Google’s tax practices have drawn widespread criticism from governments, advocacy groups, and the public. Critics argue that the company’s aggressive tax avoidance deprives countries of revenue that could be used to fund public services such as healthcare, education, and infrastructure.

In the European Union, Google has been a frequent target of tax investigations. In 2016, the European Commission ordered Ireland to recover €13 billion ($14.5 billion) in unpaid taxes from Apple, another tech giant that used similar tax strategies. While Google has not faced a penalty of that magnitude, the case highlighted the broader issue of multinational corporations exploiting tax loopholes.

In the United States, Google has also faced scrutiny. A 2019 report by the Institute on Taxation and Economic Policy (ITEP) found that Google was among the top U.S. corporations that paid little to no federal income tax despite earning billions in profits. The report revealed that Google’s effective federal tax rate between 2008 and 2015 was just 15.8%, far below the statutory rate of 35%.


Google’s Defense

Google has defended its tax practices, arguing that it complies with all applicable tax laws and pays taxes in the countries where it operates. The company has stated that its tax strategies are legal and common among multinational corporations. In a 2019 blog post, Google’s Senior Vice President of Global Affairs, Kent Walker, wrote:

“We pay the vast majority of our corporate income tax in the U.S. because that’s where most of our products and services are developed. We also pay taxes in all the countries where we operate, in full compliance with local laws.”

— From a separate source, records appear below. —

//! Dynamic column values.

use chrono::NaiveDateTime;
use serde::{Deserialize, Serialize};

/// A dynamically-typed column value.
///
/// Every integral wire width is widened to 64 bits on decode, so a row
/// never carries `TINYINT`-sized variants.
#[derive(Debug, Clone, PartialEq, Serialize, Deserialize)]
pub enum Value {
    /// NULL value
    Null,

    /// Boolean value (BIT(1))
    Bool(bool),

    /// Signed integer of any wire width
    Int(i64),

    /// Unsigned integer of any wire width
    UInt(u64),

    /// 64-bit floating point (FLOAT is widened)
    Double(f64),

    /// Binary data
    Bytes(Vec<u8>),

    /// Text string
    Text(String),

    /// Calendar timestamp (DATE, DATETIME, TIMESTAMP)
    Date(NaiveDateTime),

    /// JSON document
    Json(serde_json::Value),
}

impl Value {
    /// Check if this value is NULL.
    pub const fn is_null(&self) -> bool {
        matches!(self, Value::Null)
    }

    /// Get the type name of this value.
    pub const fn type_name(&self) -> &'static str {
        match self {
            Value::Null => "NULL",
            Value::Bool(_) => "BOOLEAN",
            Value::Int(_) => "INTEGER",
            Value::UInt(_) => "UNSIGNED",
            Value::Double(_) => "DOUBLE",
            Value::Bytes(_) => "BLOB",
            Value::Text(_) => "TEXT",
            Value::Date(_) => "DATETIME",
            Value::Json(_) => "JSON",
        }
    }

    /// Try to convert this value to a bool.
    pub fn as_bool(&self) -> Option<bool> {
        match self {
            Value::Bool(v) => Some(*v),
            Value::Int(v) => Some(*v != 0),
            Value::UInt(v) => Some(*v != 0),
            _ => None,
        }
    }

    /// Try to convert this value to an i64.
    pub fn as_i64(&self) -> Option<i64> {
        match self {
            Value::Int(v) => Some(*v),
            Value::UInt(v) => i64::try_from(*v).ok(),
            Value::Bool(v) => Some(i64::from(*v)),
            _ => None,
        }
    }

    /// Try to convert this value to a u64.
    pub fn as_u64(&self) -> Option<u64> {
        match self {
            Value::UInt(v) => Some(*v),
            Value::Int(v) => u64::try_from(*v).ok(),
            Value::Bool(v) => Some(u64::from(*v)),
            _ => None,
        }
    }

    /// Try to convert this value to an f64.
    pub fn as_f64(&self) -> Option<f64> {
        match self {
            Value::Double(v) => Some(*v),
            Value::Int(v) => Some(*v as f64),
            Value::UInt(v) => Some(*v as f64),
            // DECIMAL columns arrive as text
            Value::Text(s) => s.parse().ok(),
            _ => None,
        }
    }

    /// Try to get this value as a string reference.
    pub fn as_str(&self) -> Option<&str> {
        match self {
            Value::Text(s) => Some(s),
            _ => None,
        }
    }

    /// Try to get this value as a byte slice.
    pub fn as_bytes(&self) -> Option<&[u8]> {
        match self {
            Value::Bytes(b) => Some(b),
            Value::Text(s) => Some(s.as_bytes()),
            _ => None,
        }
    }

    /// Lift a scalar value into a JSON value.
    ///
    /// Returns `None` for `Bytes`, which has no JSON form.
    pub fn to_json(&self) -> Option<serde_json::Value> {
        Some(match self {
            Value::Null => serde_json::Value::Null,
            Value::Bool(v) => serde_json::Value::Bool(*v),
            Value::Int(v) => serde_json::Value::from(*v),
            Value::UInt(v) => serde_json::Value::from(*v),
            Value::Double(v) => serde_json::Number::from_f64(*v)
                .map_or(serde_json::Value::Null, serde_json::Value::Number),
            Value::Text(s) => serde_json::Value::String(s.clone()),
            Value::Date(d) => serde_json::to_value(d).unwrap_or(serde_json::Value::Null),
            Value::Json(v) => v.clone(),
            Value::Bytes(_) => return None,
        })
    }
}

// Conversion implementations
impl From<bool> for Value {
    fn from(v: bool) -> Self {
        Value::Bool(v)
    }
}

impl From<i8> for Value {
    fn from(v: i8) -> Self {
        Value::Int(i64::from(v))
    }
}

impl From<i16> for Value {
    fn from(v: i16) -> Self {
        Value::Int(i64::from(v))
    }
}

impl From<i32> for Value {
    fn from(v: i32) -> Self {
        Value::Int(i64::from(v))
    }
}

impl From<i64> for Value {
    fn from(v: i64) -> Self {
        Value::Int(v)
    }
}

impl From<u8> for Value {
    fn from(v: u8) -> Self {
        Value::UInt(u64::from(v))
    }
}

impl From<u16> for Value {
    fn from(v: u16) -> Self {
        Value::UInt(u64::from(v))
    }
}

impl From<u32> for Value {
    fn from(v: u32) -> Self {
        Value::UInt(u64::from(v))
    }
}

impl From<u64> for Value {
    fn from(v: u64) -> Self {
        Value::UInt(v)
    }
}

impl From<f32> for Value {
    fn from(v: f32) -> Self {
        Value::Double(f64::from(v))
    }
}

impl From<f64> for Value {
    fn from(v: f64) -> Self {
        Value::Double(v)
    }
}

impl From<String> for Value {
    fn from(v: String) -> Self {
        Value::Text(v)
    }
}

impl From<&str> for Value {
    fn from(v: &str) -> Self {
        Value::Text(v.to_string())
    }
}

impl From<Vec<u8>> for Value {
    fn from(v: Vec<u8>) -> Self {
        Value::Bytes(v)
    }
}

impl From<&[u8]> for Value {
    fn from(v: &[u8]) -> Self {
        Value::Bytes(v.to_vec())
    }
}

impl From<NaiveDateTime> for Value {
    fn from(v: NaiveDateTime) -> Self {
        Value::Date(v)
    }
}

impl From<serde_json::Value> for Value {
    fn from(v: serde_json::Value) -> Self {
        Value::Json(v)
    }
}

impl<T: Into<Value>> From<Option<T>> for Value {
    fn from(v: Option<T>) -> Self {
        match v {
            Some(v) => v.into(),
            None => Value::Null,
        }
    }
}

However, critics argue that while these practices may be legal, they are ethically questionable and contribute to growing inequality by shifting the tax burden onto smaller businesses and individual taxpayers.


Reforms and Changes

In response to mounting pressure, several countries and international organizations have taken steps to close tax loopholes and crack down on corporate tax avoidance. For example:

  • Ireland phased out the “Double Irish” scheme in 2015, although companies already using the strategy were allowed to continue until 2020.
  • The Organisation for Economic Co-operation and Development (OECD) has been working on a global tax reform plan to ensure that multinational corporations pay a minimum level of tax, regardless of where they operate.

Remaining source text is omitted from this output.